19-letni Chad Vance z Alaski jechał legendarnym pociągiem "The Ghan" z Adelajdy do Alice Springs. W mieście Port Augusta w Australii Południowej pociąg miał 40-minutowy postój . Korzystając z przerwy w podróży Vance postanowił rozprostować kości. Wziął ze sobą tylko 10 dolarów i aparat cyfrowy.
Kiedy wrócił na peron, z przerażeniem zobaczył jak jego pociąg (z paszportem i bagażem w środku) właśnie odjeżdża, a on bezradnie stoi na stacji setki kilometrów od celu podróży . Niewiele myśląc rzucił się co sił w nogach, walił w okna mijanych wagonów pierwszej klasy i błagał o pomoc innych współpasażerów.
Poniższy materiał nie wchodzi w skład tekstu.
/// Rule table: static assets stale-while-revalidate, images cache-first,
/// metadata API network-first with a short timeout.
pub fn default_rules(api_base: &str, image_base: &str) -> Vec<CacheRule> {
    let image_origin = origin_of(image_base).unwrap_or_else(|| image_base.to_string());
    vec![
        CacheRule {
            cache_name: STATIC_CACHE.to_string(),
            matcher: RequestMatcher::Destinations(vec![
                Destination::Script,
                Destination::Style,
                Destination::Worker,
            ]),
            policy: CachePolicy::StaleWhileRevalidate,
            expiration: Expiration {
                max_entries: 50,
                max_age: chrono::Duration::days(7),
            },
        },
        CacheRule {
            cache_name: IMAGE_CACHE.to_string(),
            matcher: RequestMatcher::DestinationOrOrigin(Destination::Image, image_origin),
            policy: CachePolicy::CacheFirst,
            expiration: Expiration {
                max_entries: 200,
                max_age: chrono::Duration::days(30),
            },
        },
        CacheRule {
            cache_name: API_CACHE.to_string(),
            matcher: RequestMatcher::UrlPrefix(api_base.to_string()),
            policy: CachePolicy::NetworkFirst {
                timeout: API_NETWORK_TIMEOUT,
            },
            expiration: Expiration {
                max_entries: 100,
                max_age: chrono::Duration::minutes(5),
            },
        },
    ]
}

fn origin_of(url: &str) -> Option<String> {
    Url::parse(url).ok().map(|u| u.origin().ascii_serialization())
}

#[derive(Debug, Default)]
struct NamedCache {
    entries: HashMap<String, CachedResponse>,
}

/// Named caches shared by every cache version running in the process.
#[derive(Debug, Default)]
pub struct CacheStorage {
    caches: Mutex<HashMap<String, NamedCache>>,
}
Bezskutecznie. - Pewnie myśleli, że jestem jakimś wariatem - ocenia teraz Vance.
Zdesperowany zdecydował się w końcu... wskoczyć na tył uciekającego pociąg . 19-latkowi udało się wspiąć na wąskie schodki z tyłu wagonu. Chwycił się poręczy i spędził tak następne dwie godziny, podziwiając krajobraz australijskiego buszu nocą i trzęsąc się z zimna. Z nudów zaczął nagrywać swoją "przygodę":
Ubrany tylko w dżinsy i koszulkę martwił się, że "ręce tak mu zmarzną i zdrętwieją, że puści poręcz i spadnie". Na szczęście jego krzyki i walenie usłyszał w końcu jeden z pracowników obsługi pociągu . Po 10 minutach poszukiwań maszynista Marty Wells zauważył 19-latka i pociągnął za hamulec bezpieczeństwa.
- Kiedy go uratowaliśmy, jego skóra była biała, usta sine , a od następnego postoju dzieliły nas jeszcze trzy godziny. W tym czasie mógł łatwo umrzeć z wyziębienia albo puścić się, spaść i zabić się - opowiada przejęty losem turysty Wells.
Uratowany Chad Vance dostał od pracowników pociągu kubek gorącej zupy i lepszą kabinę, żeby mógł wziąć ciepły prysznic i dobrze się wyspać. Zgodnie z planem wysiadł w Alice Springs. - Chciałem przygody, to ją miałem - mówi teraz zadowolony.
Trasa pociągu "The Ghan" łączy miasto Darwin na północnym wybrzeżu Australii z Adelajdą położoną na południowym skraju kontynentu. W ciągu dwóch nocy pociąg pokonuje dystans 2979 km.